PROBLEM REQUIREMENTS:
Retype the full listing without altering anything.

DATASET CONTENT:

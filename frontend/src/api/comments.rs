use taskhub_shared::protocol::{DeleteComment, ListTaskComments, UpdateComment};
use taskhub_shared::{Comment, CommentCreate, CommentUpdate, PageQuery};

use super::{ApiClient, Transport};
use crate::auth::CredentialStore;
use crate::error::ApiResult;

impl<T: Transport, C: CredentialStore> ApiClient<T, C> {
    pub async fn task_comments(&self, task_id: i64) -> ApiResult<Vec<Comment>> {
        self.send(&ListTaskComments {
            task_id,
            page: PageQuery::default(),
        })
        .await
    }

    pub async fn create_comment(&self, task_id: i64, content: &str) -> ApiResult<Comment> {
        self.send(&CommentCreate {
            task_id,
            content: content.to_string(),
        })
        .await
    }

    pub async fn update_comment(&self, comment_id: i64, content: &str) -> ApiResult<Comment> {
        self.send(&UpdateComment {
            comment_id,
            update: CommentUpdate {
                content: Some(content.to_string()),
            },
        })
        .await
    }

    pub async fn delete_comment(&self, comment_id: i64) -> ApiResult<bool> {
        self.send(&DeleteComment { comment_id }).await
    }
}

#[cfg(test)]
mod tests {
    use crate::api::mock::mock_client;
    use serde_json::json;
    use taskhub_shared::protocol::HttpMethod;

    fn comment(id: i64, content: &str) -> serde_json::Value {
        json!({"id": id, "task_id": 3, "user_id": 1, "content": content})
    }

    #[tokio::test]
    async fn comments_are_listed_per_task() {
        let (transport, api) = mock_client();
        transport.mock_json(
            HttpMethod::Get,
            "/api/comments/task/3",
            200,
            json!([comment(1, "first"), comment(2, "second")]),
        );

        let comments = api.task_comments(3).await.unwrap();
        assert_eq!(comments.len(), 2);
        assert_eq!(comments[0].content, "first");
    }

    #[tokio::test]
    async fn create_update_delete() {
        let (transport, api) = mock_client();
        transport.mock_json(HttpMethod::Post, "/api/comments/", 200, comment(5, "hi"));
        transport.mock_json(HttpMethod::Put, "/api/comments/5", 200, comment(5, "edited"));
        transport.mock_json(HttpMethod::Delete, "/api/comments/5", 200, json!(true));

        api.create_comment(3, "hi").await.unwrap();
        assert_eq!(transport.last_json(), json!({"task_id": 3, "content": "hi"}));

        let edited = api.update_comment(5, "edited").await.unwrap();
        assert_eq!(edited.content, "edited");
        assert_eq!(transport.last_json(), json!({"content": "edited"}));

        assert!(api.delete_comment(5).await.unwrap());
    }
}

RESPONSE:
filename frontend/src/api/comments.rs
use taskhub_shared::protocol::{DeleteComment, ListTaskComments, UpdateComment};
use taskhub_shared::{Comment, CommentCreate, CommentUpdate, PageQuery};

use super::{ApiClient, Transport};
use crate::auth::CredentialStore;
use crate::error::ApiResult;

impl<T: Transport, C: CredentialStore> ApiClient<T, C> {
    pub async fn task_comments(&self, task_id: i64) -> ApiResult<Vec<Comment>> {
        self.send(&ListTaskComments {
            task_id,
            page: PageQuery::default(),
        })
        .await
    }

    pub async fn create_comment(&self, task_id: i64, content: &str) -> ApiResult<Comment> {
        self.send(&CommentCreate {
            task_id,
            content: content.to_string(),
        })
        .await
    }

    pub async fn update_comment(&self, comment_id: i64, content: &str) -> ApiResult<Comment> {
        self.send(&UpdateComment {
            comment_id,
            update: CommentUpdate {
                content: Some(content.to_string()),
            },
        })
        .await
    }

    pub async fn delete_comment(&self, comment_id: i64) -> ApiResult<bool> {
        self.send(&DeleteComment { comment_id }).await
    }
}

#[cfg(test)]
mod tests {
    use crate::api::mock::mock_client;
    use serde_json::json;
    use taskhub_shared::protocol::HttpMethod;

    fn comment(id: i64, content: &str) -> serde_json::Value {
        json!({"id": id, "task_id": 3, "user_id": 1, "content": content})
    }

    #[tokio::test]
    async fn comments_are_listed_per_task() {
        let (transport, api) = mock_client();
        transport.mock_json(
            HttpMethod::Get,
            "/api/comments/task/3",
            200,
            json!([comment(1, "first"), comment(2, "second")]),
        );

        let comments = api.task_comments(3).await.unwrap();
        assert_eq!(comments.len(), 2);
        assert_eq!(comments[0].content, "first");
    }

    #[tokio::test]
    async fn create_update_delete() {
        let (transport, api) = mock_client();
        transport.mock_json(HttpMethod::Post, "/api/comments/", 200, comment(5, "hi"));
        transport.mock_json(HttpMethod::Put, "/api/comments/5", 200, comment(5, "edited"));
        transport.mock_json(HttpMethod::Delete, "/api/comments/5", 200, json!(true));

        api.create_comment(3, "hi").await.unwrap();
        assert_eq!(transport.last_json(), json!({"task_id": 3, "content": "hi"}));

        let edited = api.update_comment(5, "edited").await.unwrap();
        assert_eq!(edited.content, "edited");
        assert_eq!(transport.last_json(), json!({"content": "edited"}));

        assert!(api.delete_comment(5).await.unwrap());
    }
}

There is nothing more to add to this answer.